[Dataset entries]
********************

//! HTTP server for Prometheus metrics endpoint.

use crate::metrics::MetricsRegistry;
use axum::{extract::State, http::StatusCode, response::IntoResponse, routing::get, Router};
use std::net::SocketAddr;
use thiserror::Error;
use tower_http::cors::CorsLayer;

/// Errors that can occur during metrics server operations.
#[derive(Debug, Error)]
pub enum ServerError {
    /// The listen address could not be bound.
    #[error("failed to bind to address: {0}")]
    Bind(#[from] std::io::Error),

    /// The server stopped with an error.
    #[error("server error: {0}")]
    Server(String),
}

/// Configuration for the metrics server.
#[derive(Debug, Clone)]
pub struct MetricsServerConfig {
    /// Address to bind the server to.
    pub bind_addr: SocketAddr,
}

impl Default for MetricsServerConfig {
    fn default() -> Self {
        Self {
            bind_addr: ([0, 0, 0, 0], 9090).into(),
        }
    }
}

impl MetricsServerConfig {
    /// Creates a config with a custom port.
    pub fn with_port(port: u16) -> Self {
        Self {
            bind_addr: ([0, 0, 0, 0], port).into(),
        }
    }
}

/// HTTP server for exposing Prometheus metrics.
pub struct MetricsServer {
    config: MetricsServerConfig,
    registry: MetricsRegistry,
}

impl MetricsServer {
    /// Creates a new metrics server.
    pub fn new(config: MetricsServerConfig, registry: MetricsRegistry) -> Self {
        Self { config, registry }
    }

    /// Starts the HTTP server.
    ///
    /// This method runs the server until it is shut down.
    pub async fn run(self) -> Result<(), ServerError> {
        let app = Router::new()
            .route("/metrics", get(metrics_handler))
            .route("/health", get(health_handler))
            .layer(CorsLayer::permissive())
            .with_state(self.registry);

        let listener = tokio::net::TcpListener::bind(self.config.bind_addr).await?;

        tracing::info!(
            addr = %self.config.bind_addr,
            "Metrics server listening"
        );

        axum::serve(listener, app)
            .await
            .map_err(|e| ServerError::Server(e.to_string()))?;

        Ok(())
    }

    /// Runs the server on its own thread with a private tokio runtime.
    ///
    /// The scanner itself is synchronous, so the exporter gets a runtime
    /// of its own instead of owning `main`.
    pub fn spawn(self) -> std::io::Result<std::thread::JoinHandle<()>> {
        std::thread::Builder::new()
            .name("metrics-server".to_owned())
            .spawn(move || {
                let runtime = match tokio::runtime::Builder::new_multi_thread()
                    .worker_threads(1)
                    .enable_all()
                    .build()
                {
                    Ok(runtime) => runtime,
                    Err(e) => {
                        tracing::error!(error = %e, "Failed to start metrics runtime");
                        return;
                    }
                };
                if let Err(e) = runtime.block_on(self.run()) {
                    tracing::error!(error = %e, "Metrics server stopped");
                }
            })
    }
}

/// Handler for the /metrics endpoint.
async fn metrics_handler(State(registry): State<MetricsRegistry>) -> impl IntoResponse {
    match registry.encode() {
        Ok(output) => (
            StatusCode::OK,
            [("content-type", "text/plain; version=0.0.4; charset=utf-8")],
            output,
        ),
        Err(e) => (
            StatusCode::INTERNAL_SERVER_ERROR,
            [("content-type", "text/plain; charset=utf-8")],
            format!("Failed to encode metrics: {}", e),
        ),
    }
}

/// Handler for the /health endpoint.
async fn health_handler() -> impl IntoResponse {
    (StatusCode::OK, "OK")
}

********************

Transcribe the entries above exactly.

Exercise solution ->
//! HTTP server for Prometheus metrics endpoint.

use crate::metrics::MetricsRegistry;
use axum::{extract::State, http::StatusCode, response::IntoResponse, routing::get, Router};
use std::net::SocketAddr;
use thiserror::Error;
use tower_http::cors::CorsLayer;

/// Errors that can occur during metrics server operations.
#[derive(Debug, Error)]
pub enum ServerError {
    /// The listen address could not be bound.
    #[error("failed to bind to address: {0}")]
    Bind(#[from] std::io::Error),

    /// The server stopped with an error.
    #[error("server error: {0}")]
    Server(String),
}

/// Configuration for the metrics server.
#[derive(Debug, Clone)]
pub struct MetricsServerConfig {
    /// Address to bind the server to.
    pub bind_addr: SocketAddr,
}

impl Default for MetricsServerConfig {
    fn default() -> Self {
        Self {
            bind_addr: ([0, 0, 0, 0], 9090).into(),
        }
    }
}

impl MetricsServerConfig {
    /// Creates a config with a custom port.
    pub fn with_port(port: u16) -> Self {
        Self {
            bind_addr: ([0, 0, 0, 0], port).into(),
        }
    }
}

/// HTTP server for exposing Prometheus metrics.
pub struct MetricsServer {
    config: MetricsServerConfig,
    registry: MetricsRegistry,
}

impl MetricsServer {
    /// Creates a new metrics server.
    pub fn new(config: MetricsServerConfig, registry: MetricsRegistry) -> Self {
        Self { config, registry }
    }

    /// Starts the HTTP server.
    ///
    /// This method runs the server until it is shut down.
    pub async fn run(self) -> Result<(), ServerError> {
        let app = Router::new()
            .route("/metrics", get(metrics_handler))
            .route("/health", get(health_handler))
            .layer(CorsLayer::permissive())
            .with_state(self.registry);

        let listener = tokio::net::TcpListener::bind(self.config.bind_addr).await?;

        tracing::info!(
            addr = %self.config.bind_addr,
            "Metrics server listening"
        );

        axum::serve(listener, app)
            .await
            .map_err(|e| ServerError::Server(e.to_string()))?;

        Ok(())
    }

    /// Runs the server on its own thread with a private tokio runtime.
    ///
    /// The scanner itself is synchronous, so the exporter gets a runtime
    /// of its own instead of owning `main`.
    pub fn spawn(self) -> std::io::Result<std::thread::JoinHandle<()>> {
        std::thread::Builder::new()
            .name("metrics-server".to_owned())
            .spawn(move || {
                let runtime = match tokio::runtime::Builder::new_multi_thread()
                    .worker_threads(1)
                    .enable_all()
                    .build()
                {
                    Ok(runtime) => runtime,
                    Err(e) => {
                        tracing::error!(error = %e, "Failed to start metrics runtime");
                        return;
                    }
                };
                if let Err(e) = runtime.block_on(self.run()) {
                    tracing::error!(error = %e, "Metrics server stopped");
                }
            })
    }
}

/// Handler for the /metrics endpoint.
async fn metrics_handler(State(registry): State<MetricsRegistry>) -> impl IntoResponse {
    match registry.encode() {
        Ok(output) => (
            StatusCode::OK,
            [("content-type", "text/plain; version=0.0.4; charset=utf-8")],
            output,
        ),
        Err(e) => (
            StatusCode::INTERNAL_SERVER_ERROR,
            [("content-type", "text/plain; charset=utf-8")],
            format!("Failed to encode metrics: {}", e),
        ),
    }
}

/// Handler for the /health endpoint.
async fn health_handler() -> impl IntoResponse {
    (StatusCode::OK, "OK")
}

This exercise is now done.